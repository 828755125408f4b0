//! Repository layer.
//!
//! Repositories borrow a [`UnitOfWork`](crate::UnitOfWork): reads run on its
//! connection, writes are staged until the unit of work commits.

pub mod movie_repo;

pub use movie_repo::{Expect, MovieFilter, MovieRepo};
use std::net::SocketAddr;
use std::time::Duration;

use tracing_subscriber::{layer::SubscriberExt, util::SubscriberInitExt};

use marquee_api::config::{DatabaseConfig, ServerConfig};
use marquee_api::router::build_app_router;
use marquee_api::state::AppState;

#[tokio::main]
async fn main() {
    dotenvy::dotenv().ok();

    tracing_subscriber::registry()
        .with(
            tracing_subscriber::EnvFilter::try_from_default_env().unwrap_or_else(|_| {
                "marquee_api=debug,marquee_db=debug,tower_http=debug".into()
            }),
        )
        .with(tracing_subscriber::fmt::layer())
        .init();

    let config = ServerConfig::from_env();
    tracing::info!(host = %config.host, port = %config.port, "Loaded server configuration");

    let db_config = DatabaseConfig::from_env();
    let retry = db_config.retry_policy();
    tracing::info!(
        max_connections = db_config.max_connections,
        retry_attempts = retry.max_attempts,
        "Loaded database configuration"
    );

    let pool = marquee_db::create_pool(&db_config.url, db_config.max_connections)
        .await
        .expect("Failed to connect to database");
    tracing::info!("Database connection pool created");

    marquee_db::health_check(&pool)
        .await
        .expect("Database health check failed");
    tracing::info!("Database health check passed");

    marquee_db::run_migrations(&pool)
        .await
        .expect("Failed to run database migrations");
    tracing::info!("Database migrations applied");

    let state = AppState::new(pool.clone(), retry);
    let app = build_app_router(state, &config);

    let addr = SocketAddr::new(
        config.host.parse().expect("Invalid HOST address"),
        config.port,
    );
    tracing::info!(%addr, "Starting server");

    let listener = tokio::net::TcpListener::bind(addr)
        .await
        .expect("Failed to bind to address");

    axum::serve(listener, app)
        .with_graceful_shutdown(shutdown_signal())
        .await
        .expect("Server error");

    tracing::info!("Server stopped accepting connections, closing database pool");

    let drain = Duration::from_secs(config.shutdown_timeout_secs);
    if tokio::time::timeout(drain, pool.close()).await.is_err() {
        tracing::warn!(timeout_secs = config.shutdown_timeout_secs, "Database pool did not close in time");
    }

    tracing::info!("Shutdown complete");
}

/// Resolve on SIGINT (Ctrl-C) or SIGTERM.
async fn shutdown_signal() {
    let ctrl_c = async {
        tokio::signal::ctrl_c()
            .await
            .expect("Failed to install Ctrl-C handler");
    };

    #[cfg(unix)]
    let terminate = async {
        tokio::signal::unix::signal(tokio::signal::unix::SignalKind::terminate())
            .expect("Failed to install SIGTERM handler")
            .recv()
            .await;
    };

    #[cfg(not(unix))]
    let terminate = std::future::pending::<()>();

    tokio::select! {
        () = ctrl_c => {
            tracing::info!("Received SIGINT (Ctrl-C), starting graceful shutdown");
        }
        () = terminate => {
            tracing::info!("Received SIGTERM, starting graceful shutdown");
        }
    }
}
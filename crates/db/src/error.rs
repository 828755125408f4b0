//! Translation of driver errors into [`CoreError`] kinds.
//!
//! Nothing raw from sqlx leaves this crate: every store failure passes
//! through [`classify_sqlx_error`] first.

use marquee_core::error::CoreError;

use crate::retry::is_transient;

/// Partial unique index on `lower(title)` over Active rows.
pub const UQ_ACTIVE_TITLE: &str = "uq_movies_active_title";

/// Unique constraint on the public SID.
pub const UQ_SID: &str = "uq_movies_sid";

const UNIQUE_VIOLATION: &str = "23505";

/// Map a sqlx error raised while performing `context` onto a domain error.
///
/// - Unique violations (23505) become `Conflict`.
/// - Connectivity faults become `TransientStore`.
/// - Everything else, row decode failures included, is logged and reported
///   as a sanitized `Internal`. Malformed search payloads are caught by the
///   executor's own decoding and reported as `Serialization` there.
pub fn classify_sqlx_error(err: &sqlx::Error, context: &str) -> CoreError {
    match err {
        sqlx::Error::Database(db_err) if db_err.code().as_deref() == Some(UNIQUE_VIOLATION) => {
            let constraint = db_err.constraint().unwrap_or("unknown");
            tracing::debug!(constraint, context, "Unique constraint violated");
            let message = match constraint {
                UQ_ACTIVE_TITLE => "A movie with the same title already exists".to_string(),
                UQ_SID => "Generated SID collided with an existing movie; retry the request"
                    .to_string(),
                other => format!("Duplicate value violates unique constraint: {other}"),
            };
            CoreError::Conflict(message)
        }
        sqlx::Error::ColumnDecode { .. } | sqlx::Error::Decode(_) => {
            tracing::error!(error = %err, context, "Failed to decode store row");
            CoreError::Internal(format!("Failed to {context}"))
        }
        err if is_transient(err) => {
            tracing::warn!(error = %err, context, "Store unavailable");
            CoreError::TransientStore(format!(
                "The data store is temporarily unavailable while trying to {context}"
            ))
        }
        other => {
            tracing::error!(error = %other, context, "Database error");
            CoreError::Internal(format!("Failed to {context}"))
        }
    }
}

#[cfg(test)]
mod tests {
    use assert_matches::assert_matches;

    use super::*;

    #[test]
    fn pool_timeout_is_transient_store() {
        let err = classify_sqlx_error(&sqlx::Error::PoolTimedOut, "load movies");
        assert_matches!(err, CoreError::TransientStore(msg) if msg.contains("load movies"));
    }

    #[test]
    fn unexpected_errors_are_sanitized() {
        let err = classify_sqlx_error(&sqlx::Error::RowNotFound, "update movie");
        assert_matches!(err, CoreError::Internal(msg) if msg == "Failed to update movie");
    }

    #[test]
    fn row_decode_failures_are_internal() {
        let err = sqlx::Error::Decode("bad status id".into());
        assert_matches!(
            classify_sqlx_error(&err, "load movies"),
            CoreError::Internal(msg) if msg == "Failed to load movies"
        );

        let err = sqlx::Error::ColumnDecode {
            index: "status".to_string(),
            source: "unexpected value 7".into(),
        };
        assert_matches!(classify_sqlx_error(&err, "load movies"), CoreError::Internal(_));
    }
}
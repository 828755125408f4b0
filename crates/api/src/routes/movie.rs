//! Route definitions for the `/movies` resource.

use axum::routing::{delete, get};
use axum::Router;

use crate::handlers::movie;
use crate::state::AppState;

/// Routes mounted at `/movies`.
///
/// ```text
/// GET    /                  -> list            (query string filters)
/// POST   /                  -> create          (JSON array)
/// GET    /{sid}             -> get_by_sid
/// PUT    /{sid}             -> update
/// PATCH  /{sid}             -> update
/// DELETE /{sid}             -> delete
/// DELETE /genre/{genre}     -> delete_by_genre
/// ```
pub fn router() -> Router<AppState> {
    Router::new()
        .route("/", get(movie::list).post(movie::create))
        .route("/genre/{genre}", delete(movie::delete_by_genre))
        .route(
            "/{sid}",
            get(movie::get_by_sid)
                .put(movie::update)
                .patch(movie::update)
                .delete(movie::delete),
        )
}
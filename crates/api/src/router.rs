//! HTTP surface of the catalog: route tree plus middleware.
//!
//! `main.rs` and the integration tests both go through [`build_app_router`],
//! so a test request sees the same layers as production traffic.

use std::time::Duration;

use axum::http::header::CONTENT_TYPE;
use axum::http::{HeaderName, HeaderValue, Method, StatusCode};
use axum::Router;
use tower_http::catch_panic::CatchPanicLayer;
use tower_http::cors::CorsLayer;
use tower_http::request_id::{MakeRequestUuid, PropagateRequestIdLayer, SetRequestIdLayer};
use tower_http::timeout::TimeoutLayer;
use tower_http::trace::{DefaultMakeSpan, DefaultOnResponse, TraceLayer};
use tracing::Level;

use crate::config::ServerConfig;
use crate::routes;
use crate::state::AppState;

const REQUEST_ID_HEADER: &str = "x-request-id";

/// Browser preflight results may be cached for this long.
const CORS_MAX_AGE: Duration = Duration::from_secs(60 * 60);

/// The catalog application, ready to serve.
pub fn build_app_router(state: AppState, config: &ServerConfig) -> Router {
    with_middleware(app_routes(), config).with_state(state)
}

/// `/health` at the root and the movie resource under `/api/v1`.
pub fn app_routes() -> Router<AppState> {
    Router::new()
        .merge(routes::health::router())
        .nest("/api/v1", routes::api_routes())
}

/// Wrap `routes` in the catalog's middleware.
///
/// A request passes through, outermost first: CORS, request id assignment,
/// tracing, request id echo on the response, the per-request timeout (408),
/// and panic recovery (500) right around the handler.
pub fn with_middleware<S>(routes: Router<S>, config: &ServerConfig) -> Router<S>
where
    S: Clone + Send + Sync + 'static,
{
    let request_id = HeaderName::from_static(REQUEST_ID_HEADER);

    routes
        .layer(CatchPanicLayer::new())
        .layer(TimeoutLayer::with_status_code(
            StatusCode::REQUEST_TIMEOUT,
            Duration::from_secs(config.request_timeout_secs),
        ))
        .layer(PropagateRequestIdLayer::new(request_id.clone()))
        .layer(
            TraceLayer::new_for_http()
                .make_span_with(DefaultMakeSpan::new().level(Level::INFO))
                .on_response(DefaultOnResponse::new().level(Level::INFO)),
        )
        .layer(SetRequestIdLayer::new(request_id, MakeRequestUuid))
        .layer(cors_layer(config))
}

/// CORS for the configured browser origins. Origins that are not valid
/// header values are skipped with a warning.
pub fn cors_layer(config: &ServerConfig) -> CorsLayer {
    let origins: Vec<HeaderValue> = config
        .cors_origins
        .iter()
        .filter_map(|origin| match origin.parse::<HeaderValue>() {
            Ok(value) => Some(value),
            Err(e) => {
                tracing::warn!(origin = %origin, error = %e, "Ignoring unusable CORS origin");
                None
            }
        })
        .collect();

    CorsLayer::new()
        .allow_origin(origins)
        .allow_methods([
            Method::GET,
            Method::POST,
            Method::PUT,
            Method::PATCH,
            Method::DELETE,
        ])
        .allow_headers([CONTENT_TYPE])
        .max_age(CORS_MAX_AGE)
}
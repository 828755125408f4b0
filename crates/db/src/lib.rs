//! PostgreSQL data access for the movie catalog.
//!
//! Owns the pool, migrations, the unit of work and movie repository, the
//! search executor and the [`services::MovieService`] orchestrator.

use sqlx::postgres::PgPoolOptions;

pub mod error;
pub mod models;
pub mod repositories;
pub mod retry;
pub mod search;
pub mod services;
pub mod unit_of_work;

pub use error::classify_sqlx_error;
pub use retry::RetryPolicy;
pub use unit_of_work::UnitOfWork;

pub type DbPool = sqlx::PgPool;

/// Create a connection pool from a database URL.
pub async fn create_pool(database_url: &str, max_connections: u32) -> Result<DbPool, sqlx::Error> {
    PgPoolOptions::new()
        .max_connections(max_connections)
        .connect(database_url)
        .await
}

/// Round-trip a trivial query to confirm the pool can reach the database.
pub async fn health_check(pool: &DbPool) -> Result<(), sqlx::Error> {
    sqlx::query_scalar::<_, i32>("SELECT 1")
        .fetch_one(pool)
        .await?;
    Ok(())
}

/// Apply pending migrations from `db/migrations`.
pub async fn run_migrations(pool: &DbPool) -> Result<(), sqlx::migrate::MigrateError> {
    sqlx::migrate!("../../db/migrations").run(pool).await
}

PROBLEM TO SOLVE: Your answer should reproduce each line of the listing that holds the word "pending".

RESPONSE FOR THIS EXERCISE:
    let terminate = std::future::pending::<()>();
/// Apply pending migrations from `db/migrations`.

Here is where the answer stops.